After nearly 40 years of designing and building, architect Shahid Abdulla is beginning to wonder if his approach has been wise.
Now he wants to unlearn, dismantle and deconstruct. “I should have never gone to school,” he remarked on day two of The Institute of Architects Pakistan Exhibition (IAPEX).
The dominant mood at the Institute of Architects of Pakistan’s annual event in Karachi this weekend has been one of questioning design arrogance, preferring organic materials, involving men and women in villages so they bake the bricks for their own homes. Sri Lankan architect C Anjalendran’s tree-heavy houses seemed to have set the mood on Friday.
Abdulla grew even more pensive after presentations by German architect Eike Roswag, who is using earth, not cement, to build a school outside Lahore, and the Aga Khan network’s Hafiz Sher Ali who helped Chitrali people build safer and smarter after the earthquake. “The earth is trying to shake us up, clean the slate,” Abdulla mused during the panel discussion. “We are going back to our roots.” The earthquake and floods are telling us something, he said.
Roswag’s work at the Tipu Sultan Merkez school outside Lahore won the Holcim Award Gold in 2011 for building entirely with bamboo and cob. His team compresses earth to build walls and ties together bamboo shoots for roofs. The wooden structures can be filled with earth and limestone used as an organic finish instead of chemical paint.
The beauty of earth homes and schools is that they absorb three times the moisture from air than concrete does. This helps them stay several degrees cooler. Earthen walls, Roswag’s team discovered from other people’s work in the Middle East, absorb 50 grammes per square metre of water in a day compared to the 15g by concrete, which gets saturated in three hours.
Roswag said that an earth block is more sustainable than certain types of concrete blocks. “And even if the house sinks,” remarked Roswag, “it’s just returning to where it came from.”

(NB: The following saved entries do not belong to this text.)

// SPDX-License-Identifier: MIT OR Apache-2.0
// Copyright (c) 2025 teeprov contributors

use assert_cmd::Command;
use predicates::prelude::*;
use tempfile::TempDir;

const CONFIG_KEYS: &[&str] = &[
    "TEE_OS_FAMILY",
    "TEE_CODENAME",
    "TEE_ARCH",
    "SGX_VERSION",
    "DCAP_VERSION",
    "SGX_SDK_URL",
    "RUST_TOOLCHAIN",
];

/// `teeprov` in `dir` with no profile configuration inherited
fn teeprov(dir: &TempDir) -> Command {
    let mut cmd = Command::cargo_bin("teeprov").unwrap();
    cmd.current_dir(dir.path());
    for key in CONFIG_KEYS {
        cmd.env_remove(key);
    }
    for (key, _) in std::env::vars().filter(|(k, _)| k.ends_with("_DIST")) {
        cmd.env_remove(key);
    }
    cmd
}

#[test]
fn test_graph_lists_stages_in_order() {
    let dir = TempDir::new().unwrap();

    teeprov(&dir)
        .arg("graph")
        .assert()
        .success()
        .stdout(predicate::str::contains("1. binutils (prebuilt)"))
        .stdout(predicate::str::contains("5. rust (prebuilt) [depends: sdk]"));
}

#[test]
fn test_graph_mermaid() {
    let dir = TempDir::new().unwrap();

    teeprov(&dir)
        .args(["graph", "--format", "mermaid"])
        .assert()
        .success()
        .stdout(predicate::str::starts_with("graph TD"))
        .stdout(predicate::str::contains("psw --> dcap"));
}

#[test]
fn test_profile_without_codename_is_configuration_error() {
    let dir = TempDir::new().unwrap();

    teeprov(&dir)
        .arg("profile")
        .assert()
        .failure()
        .stderr(predicate::str::contains("TEE_CODENAME"));
}

#[test]
fn test_profile_json() {
    let dir = TempDir::new().unwrap();

    let output = teeprov(&dir)
        .args(["profile", "--format", "json", "--codename", "jammy"])
        .env("SGX_VERSION", "2.17")
        .env("DCAP_VERSION", "1.14")
        .env("SDK_DIST", "source")
        .output()
        .unwrap();

    assert!(output.status.success());
    let profile: serde_json::Value = serde_json::from_slice(&output.stdout).unwrap();
    assert_eq!(profile["codename"], "jammy");
    assert_eq!(profile["distro_id"], "ubuntu22.04");
    assert_eq!(profile["modes"]["sdk"], "source");
    assert_eq!(profile["modes"]["psw"], "prebuilt");
}

#[test]
fn test_unknown_mode_selector_rejected() {
    let dir = TempDir::new().unwrap();

    teeprov(&dir)
        .args(["profile", "--codename", "focal", "--mode", "kernel=source"])
        .env("SGX_VERSION", "2.15")
        .env("DCAP_VERSION", "1.12.1")
        .env("SGX_SDK_URL", "https://example/sdk-2.15.bin")
        .assert()
        .failure()
        .stderr(predicate::str::contains("KERNEL_DIST"));
}

#[test]
fn test_provision_dry_run_plans_without_changes() {
    let dir = TempDir::new().unwrap();

    teeprov(&dir)
        .args(["provision", "--dry-run", "--codename", "focal"])
        .env("SGX_VERSION", "2.15")
        .env("DCAP_VERSION", "1.12.1")
        .env("SGX_SDK_URL", "https://example/sdk-2.15.bin")
        .assert()
        .success()
        .stdout(predicate::str::contains("binutils"))
        .stdout(predicate::str::contains("Dry run"));

    assert_eq!(std::fs::read_dir(dir.path()).unwrap().count(), 0);
}

#[test]
fn test_validate_builtin_manifest() {
    let dir = TempDir::new().unwrap();

    teeprov(&dir)
        .arg("validate")
        .assert()
        .success()
        .stdout(predicate::str::contains("Manifest parsed (5 stages)"))
        .stdout(predicate::str::contains("Profile not checked"));
}

#[test]
fn test_init_writes_manifest_once() {
    let dir = TempDir::new().unwrap();

    teeprov(&dir).arg("init").assert().success();
    let written = std::fs::read_to_string(dir.path().join(".teeprov.yaml")).unwrap();
    assert!(written.contains("name: sgx-environment"));

    teeprov(&dir)
        .arg("init")
        .assert()
        .failure()
        .stderr(predicate::str::contains("already exists"));

    teeprov(&dir).args(["init", "--force"]).assert().success();
}
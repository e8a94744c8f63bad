// SPDX-License-Identifier: MIT OR Apache-2.0
// Copyright (c) 2025 teeprov contributors

//! Profile command - show the resolved distribution profile

use colored::Colorize;
use miette::{IntoDiagnostic, Result};
use std::path::PathBuf;

use super::{OutputFormat, ProfileArgs};
use crate::pipeline::Manifest;
use crate::profile::{mode_key, ProfileResolver};
use crate::utils::{print_header, print_section};

/// Run the profile command
pub async fn run(manifest_path: Option<PathBuf>, format: OutputFormat, profile_args: ProfileArgs) -> Result<()> {
    let manifest = Manifest::load(manifest_path.as_deref())?;
    let profile = ProfileResolver::resolve(&profile_args.to_raw()?, &manifest)?;

    if format == OutputFormat::Json {
        println!("{}", serde_json::to_string_pretty(&profile).into_diagnostic()?);
        return Ok(());
    }

    print_header("Distribution profile");
    println!("  OS family:           {}", profile.os_family());
    println!("  Codename:            {} ({})", profile.codename(), profile.distro_id());
    println!("  Architecture:        {}", profile.arch());
    println!("  SGX version:         {}", profile.component_version());
    println!("  DCAP version:        {}", profile.attestation_version());
    println!("  Rust toolchain:      {}", profile.toolchain_channel());
    println!(
        "  SDK URL:             {}",
        profile.sdk_url().unwrap_or("(not set)")
    );

    print_section("Acquisition modes");
    for stage in &manifest.stages {
        if let Some(mode) = profile.mode(&stage.name) {
            println!(
                "  {:<10} {:<9} {}",
                stage.name,
                mode.to_string().cyan(),
                mode_key(&stage.name).dimmed()
            );
        }
    }

    Ok(())
}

Roswag and his team used these techniques to renovate the museum of Jahili Fort in Al Ain, Abu Dhabi, which dates to the 19th century. A certain amount of adaptation was needed, however, as Roswag found that Saudi women were fond of high heels that tended to destroy the earthen floors. “I personally preferred to go barefoot when I was there,” he laughed.
The Germans also learned lessons in Bangladesh and Mozambique where people largely used natural materials but did not end up with durable housing. “By the time a man turned 40, he had gone through five houses as their roofs were too thin,” said Roswag. “The poor people were surrounded by the best material but they were still living in bad conditions.”
At the end of the session, the architects discussed how the march of technology and industrialisation had made concrete and steel king. No one disputes the benefits of technology, they acknowledged. Roswag was able to present via Skype because he didn’t apply for a visa in time. But the consensus was to see if now is the time to go back to our roots.
Published in The Express Tribune, April 15th, 2012.